To continue: Besides
what lights up in us momentarily or for a short time as thought, as
idea, as feeling, we have our enduring life of soul, with its
emotions and passions, with its fluctuating life of feeling,
something which is abiding and subject to habit and memory. It is by
their permanent soul-life that we recognise individuals. Here we see
a man of wild passions, impetuously laying hold of everything in his
path; here another who has no interest in the world. That is
something quite different from the momentary thought, that is what
constitutes the permanent configuration of our inner life, the basis
of our happiness, of our destiny. The man of fiery temperament, of
strong passions, sympathies and antipathies, may in certain
circumstances commit some action which causes him happiness or
unhappiness. The forces in us which represent the more enduring
qualities, the qualities which turn into memory and habit, must be
distinguished from the forces of the astral body — the former
are rooted in our ether bodies. You know that from other
lectures.
Now if we were to put
the matter as a Greek would do, we should ask once more whether there
is anything outside in the cosmos which has the same forces as we
bear in our habits our passions, our enduring emotive attitudes. And
once more the Greek felt the answer, was conscious of the answer
without undergoing any intellectual process. He felt that in the ebb
and flow of the ocean, in the storms and hurricanes which rage over
the earth, the same forces are active as are active in us when
lasting emotions, when passion and habit pulsate through our memory.
When we are speaking microcosmically they are the forces in us which
we cover by the term ‘ether body’, and which bring about
our lasting emotions. Macrocosmically speaking they are forces more
closely bound up with the earth than the forces of Zeus in the widths
of space, they are the forces which determine wind and weather, storm
and calm, untroubled and raging seas. In all these phenomena, in
storm and tempest, in tumultuous or untroubled seas, in hurricane or
doldrums, the modern man sees merely ‘nature’, and
present-day meteorology is a purely physical science. For the Greeks
there was as yet no such thing as a purely physical science
comparable to what we have today in meteorology. To talk of
meteorology in such terms he would have thought as senseless as it
would be for us to investigate the physical forces which move our
muscles when we laugh, if we did not know that in these movements of
our muscles psychic forces are involved. To the Greeks all these
things were gestures without and around us, gestures of the same
spiritual activity that is revealed in us, in the microcosm, as
lasting emotion, passion, memory. The ancient Greek was still
conscious of a figure who could be reached by clairvoyance, he was
still conscious of the ruler, the centre of all these forces in the
macrocosm, and spoke of him as Poseidon.
Today we will go on
to speak of the physical body, the densest part of the human being.

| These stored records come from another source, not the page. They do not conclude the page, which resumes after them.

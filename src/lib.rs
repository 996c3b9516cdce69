//! Library exports for reqmetrics, shared between the binary and tests.

pub mod auth;
pub mod config;
pub mod context;
pub mod error;
pub mod metrics;
pub mod middleware;
pub mod routes;
pub mod startup;
pub mod state;
pub mod utils;

pub use error::{Error, Result};
pub mod http_helpers;
pub mod logger;
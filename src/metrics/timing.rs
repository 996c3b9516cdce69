//! Elapsed-time helpers for latency observations.

use std::time::Instant;

use schemars::JsonSchema;
use serde::{Deserialize, Serialize};

/// Milliseconds elapsed since `start`, with sub-millisecond precision.
pub fn elapsed_millis(start: Instant) -> f64 {
    start.elapsed().as_secs_f64() * 1000.0
}

/// Seconds elapsed since `start`.
pub fn elapsed_seconds(start: Instant) -> f64 {
    start.elapsed().as_secs_f64()
}

/// Unit of every sample a recorder writes into `reqs_latency`.
///
/// The bucket boundaries (5 .. 1000) read naturally as milliseconds, so that
/// is the default. A recorder holds exactly one unit for its whole lifetime.
#[derive(Deserialize, Serialize, Debug, Clone, Copy, PartialEq, Eq, Default, JsonSchema)]
#[serde(rename_all = "lowercase")]
pub enum LatencyUnit {
    #[default]
    Milliseconds,
    Seconds,
}

impl LatencyUnit {
    pub fn elapsed_since(self, start: Instant) -> f64 {
        match self {
            LatencyUnit::Milliseconds => elapsed_millis(start),
            LatencyUnit::Seconds => elapsed_seconds(start),
        }
    }
}
// This module re-exports important pieces for convenience,
// so we can "use crate::config::*" easily.
pub mod logging;
pub mod metrics;
pub mod types;

pub use logging::*;
pub use metrics::*;
pub use types::*;
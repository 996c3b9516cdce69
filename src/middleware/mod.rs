//! Request instrumentation middleware.
//!
//! [`record_exchange`] holds the recording logic. [`MetricsLayer`] wraps any
//! tower service, [`track_metrics`] plugs into axum's `Next` chain; both only
//! adapt their framework to an [`Exchange`].

mod chain;
mod exchange;
mod layer;

pub use chain::track_metrics;
pub use exchange::{Exchange, HttpExchange, record_exchange};
pub use layer::{MetricsLayer, MetricsService};
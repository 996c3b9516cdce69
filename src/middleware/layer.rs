use std::task::{Context, Poll};
use std::time::Instant;

use futures::future::BoxFuture;
use http::{Request, Response};
use tower::{Layer, Service};

use super::exchange::{HttpExchange, record_exchange};
use crate::context::RequestContext;
use crate::metrics::MetricsRecorder;

/// Tower layer that records `reqs_count` and `reqs_latency` for every
/// response produced by the wrapped service.
#[derive(Clone)]
pub struct MetricsLayer<R> {
    recorder: R,
}

impl<R> MetricsLayer<R> {
    pub fn new(recorder: R) -> Self {
        Self { recorder }
    }
}

impl<S, R: Clone> Layer<S> for MetricsLayer<R> {
    type Service = MetricsService<S, R>;

    fn layer(&self, inner: S) -> Self::Service {
        MetricsService {
            inner,
            recorder: self.recorder.clone(),
        }
    }
}

#[derive(Clone)]
pub struct MetricsService<S, R> {
    inner: S,
    recorder: R,
}

impl<S, R, ReqBody, ResBody> Service<Request<ReqBody>> for MetricsService<S, R>
where
    S: Service<Request<ReqBody>, Response = Response<ResBody>>,
    S::Future: Send + 'static,
    S::Error: Send + 'static,
    R: MetricsRecorder,
    ResBody: Send + 'static,
{
    type Response = Response<ResBody>;
    type Error = S::Error;
    type Future = BoxFuture<'static, Result<Self::Response, Self::Error>>;

    fn poll_ready(&mut self, cx: &mut Context<'_>) -> Poll<Result<(), Self::Error>> {
        self.inner.poll_ready(cx)
    }

    fn call(&mut self, mut req: Request<ReqBody>) -> Self::Future {
        let start = Instant::now();
        let method = req.method().clone();
        let path = req.uri().path().to_owned();
        let ctx = RequestContext::attach(req.extensions_mut());
        let recorder = self.recorder.clone();

        let future = self.inner.call(req);

        Box::pin(async move {
            // An Err carries no status code, so it is passed on unrecorded.
            let response = future.await?;
            record_exchange(
                &recorder,
                start,
                &HttpExchange::new(&method, &path, response.status(), &ctx),
            );
            Ok(response)
        })
    }
}

#[cfg(test)]
mod tests {
    use super::*;
    use crate::metrics::{HttpServerMetrics, RequestLabels};
    use http::StatusCode;
    use std::convert::Infallible;
    use std::rc::Rc;
    use tower::{ServiceBuilder, ServiceExt, service_fn};

    async fn teapot(req: Request<()>) -> Result<Response<String>, Infallible> {
        if let Some(ctx) = RequestContext::from_extensions(req.extensions()) {
            ctx.set_client("inner-auth");
        }
        let mut response = Response::new("short and stout".to_string());
        *response.status_mut() = StatusCode::IM_A_TEAPOT;
        Ok(response)
    }

    #[tokio::test]
    async fn test_layer_records_status_and_client_set_by_inner_service() {
        let metrics = HttpServerMetrics::new("svc").unwrap();
        let service = ServiceBuilder::new()
            .layer(MetricsLayer::new(metrics.clone()))
            .service(service_fn(teapot));

        let request = Request::builder()
            .method("PUT")
            .uri("/pot?brew=1")
            .body(())
            .unwrap();
        let response = service.oneshot(request).await.unwrap();

        assert_eq!(response.status(), StatusCode::IM_A_TEAPOT);
        assert_eq!(response.body(), "short and stout");

        let labels = RequestLabels::new("PUT", 418, "/pot", Some("inner-auth"));
        assert_eq!(metrics.request_count(&labels), Some(1.0));
        assert_eq!(metrics.latency_snapshot(&labels).unwrap().count, 1);
    }

    #[tokio::test]
    async fn test_layer_propagates_errors_without_recording() {
        let metrics = HttpServerMetrics::new("svc").unwrap();
        let service = ServiceBuilder::new()
            .layer(MetricsLayer::new(metrics.clone()))
            .service(service_fn(|_req: Request<()>| async {
                Err::<Response<()>, _>("boom")
            }));

        let result = service.oneshot(Request::new(())).await;
        assert_eq!(result.unwrap_err(), "boom");
        assert!(!metrics.render().unwrap().contains("reqs_count"));
    }

    #[tokio::test]
    async fn test_layer_accepts_non_send_request_bodies() {
        let metrics = HttpServerMetrics::new("svc").unwrap();
        let service = ServiceBuilder::new()
            .layer(MetricsLayer::new(metrics.clone()))
            .service(service_fn(|req: Request<Rc<str>>| {
                let len = req.body().len();
                std::future::ready(Ok::<_, Infallible>(Response::new(len.to_string())))
            }));

        let request = Request::builder()
            .method("POST")
            .uri("/upload")
            .body(Rc::from("payload"))
            .unwrap();
        let response = service.oneshot(request).await.unwrap();
        assert_eq!(response.body(), "7");

        let labels = RequestLabels::new("POST", 200, "/upload", None);
        assert_eq!(metrics.request_count(&labels), Some(1.0));
    }
}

Microcosmically speaking we have to look upon the physical body as
composed of all those characteristics of the human being which have
not been mentioned as belonging to the other two bodies. Everything
in the nature of transitory thought and idea, thought which arises in
us and then disappears, belongs to the astral body; every habitual,
lasting attitude of mind, everything which is not merely
thought in the sense that it leads its own isolated thought-existence
in the soul, belongs to the ether body. And for everything which is
not merely a sentiment, an attitude of mind, but which passes over
into the sphere of will, for everything which results in an impulse
to do something, man needs in this life between birth and death the
physical body. The physical body is what serves to raise the mere
thought or the mere sentiment to an impulse of will, it is the prime
mover behind the deed in the physical world. The will-impulses, the
soul-forces which lie behind the will, find their expression in the
whole outward aspect of the physical body. The physical body is the
expression of will-impulses as the astral body is the expression of
mere thoughts, and the ether body of enduring sentiments and habits.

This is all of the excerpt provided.